Obituaries

Herbert A. Bradbury

1927 - 2009

On Monday, 26th October St Cuthbert’s, Allendale was filled with people who had gathered to celebrate the life of Bert Bradbury, who died peacefully at home on 18th October. Born and bred in Hertfordshire, Bert attended Watford Grammar School and went on to Bristol University, captaining the 1st XI cricket teams for both institutions. Cricket, along with bell-ringing, was one of two lifelong passions and being English also a lifelong source of frustration. His studies were interrupted by national service during which he served in Greece and developed a lifelong love for the country, spending many holidays in the Greek islands later in life with his wife, Sheila, who he married in 1954.

Bert learnt to ring in 1943 as soon as bell-ringing was permitted again towards the end of the war, with the first written record of his ringing being in the visitors book of St Mary’s Rickmansworth when he rang in a band celebrating VE day. He lived much of his life in Rickmansworth, where he was a regular member of the congregation and holder of various offices, including that of churchwarden. In his years there he was ever present in the local band and ringing master for many years. It was thanks to his skills as a teacher that, following a decline in numbers, he was able to rebuild the band over the years of his tower captaincy. He taught many younger members of the church to ring (including myself) and made good use of the handbells in the tower to help teach us simple method ringing.
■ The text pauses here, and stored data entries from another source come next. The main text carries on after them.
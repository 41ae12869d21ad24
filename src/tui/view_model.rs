use ratatui::style::{Color, Style};
use ratatui::text::{Line, Span};

use crate::console::scrollback::{lock, OutputLine, SharedScrollback};
use crate::console::ConsoleEngine;

use super::terminal_text::{ansi_line, sanitize_log_text};

/// What the output pane shows, copied out of the scrollback in one locked
/// section so a frame never mixes two states of the buffer.
#[derive(Debug, Clone)]
pub(super) struct OutputView {
    pub(super) lines: Vec<Line<'static>>,
    pub(super) height: usize,
    pub(super) view_offset: usize,
    pub(super) max_offset: usize,
    pub(super) retained: usize,
}

impl OutputView {
    pub(super) fn is_following(&self) -> bool {
        self.view_offset == 0
    }

    /// Scrollbar position counted from the oldest line.
    pub(super) fn position_from_top(&self) -> usize {
        self.max_offset.saturating_sub(self.view_offset)
    }
}

pub(super) fn build_output_view(scrollback: &SharedScrollback, height: usize) -> OutputView {
    let (slice, view_offset, max_offset, retained) = {
        let buffer = lock(scrollback);
        (
            buffer.visible_slice(height),
            buffer.view_offset(),
            buffer.max_offset(),
            buffer.len(),
        )
    };
    OutputView {
        lines: slice.iter().map(output_line).collect(),
        height,
        view_offset,
        max_offset,
        retained,
    }
}

fn output_line(line: &OutputLine) -> Line<'static> {
    let body = ansi_line(&sanitize_log_text(&line.text), line.style);
    match &line.received_at {
        Some(stamp) => {
            let mut spans = vec![Span::styled(
                stamp.display_prefix(),
                Style::default().fg(Color::DarkGray),
            )];
            spans.extend(body.spans);
            Line::from(spans)
        }
        None => body,
    }
}

#[derive(Debug, Clone, PartialEq, Eq)]
pub(super) struct InputView {
    pub(super) text: String,
    pub(super) cursor: usize,
    pub(super) write_error: Option<String>,
}

impl InputView {
    pub(super) fn capture(engine: &ConsoleEngine) -> Self {
        Self {
            text: engine.editor().text().to_owned(),
            cursor: engine.editor().cursor(),
            write_error: engine.last_write_error().map(str::to_owned),
        }
    }
}

/// The last view of each pane. A pane is rebuilt only when it is dirty, so
/// typing never touches the scrollback lock.
#[derive(Debug, Default)]
pub(super) struct PaneCache {
    pub(super) output: Option<OutputView>,
    pub(super) input: Option<InputView>,
}

impl PaneCache {
    pub(super) fn output_stale(&self, height: usize) -> bool {
        self.output.as_ref().is_none_or(|view| view.height != height)
    }
}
A member of the Hertford County Association, he made every effort to attend Watford district meetings and in 1978 was elected HCA president.

In 1986 he took early retirement from his job with GEC and moved with Sheila to Allendale in Northumberland, an area they had fallen for on family camping holidays in the 1970s. They settled quickly into the routine of village life and soon became involved with the local church. It was no surprise when Bert became tower captain at St Cuthbert’s where regular ringing at the time was almost non-existent. His teaching skills were put to use again, this time mostly with older members of the congregation, and the bells are now rung regularly again.

Bert was not a great peal ringer, ringing 24 in total, the last being in September 2003 to celebrate his 60 years as a ringer. He rang over 200 quarters, many of which were for special occasions or to help the progress of ringers he was teaching. Although well able to ring spliced surprise major, surprise royal and Stedman on higher numbers, the composition of the bands he rang with meant that much of his ringing was of simpler methods, where emphasis was always placed on ringing to the best of your ability and achieving the best striking possible. He was a follower of the maxim that it was more important how you rang rather than what you rang.

The Rt Revd John Richardson, in his eulogy at Bert’s funeral, spoke of the golden thread of faith that wove its way through all the aspects of his life. His was a strong, quiet, secure faith which served as an example and inspiration to many over the years. He made a great impression in all the circles he moved in and the numbers present at his funeral paid testimony to the respect, affection, friendship and love felt for him by many.

Ringing before the funeral service was by a band of local ringers, most of whom he had taught, and he was laid to rest in Allendale cemetery to the sound of a touch of Stedman triples. The composition being rung was the same as that which he had heard from his bedroom the previous weekend, shortly before he died. A well struck quarter of plain bob doubles was rung following his funeral by a band consisting of his three sons, his niece, a member of the Rickmansworth band and a member of the Allendale band. A much loved husband, father and grandfather, he will be greatly missed.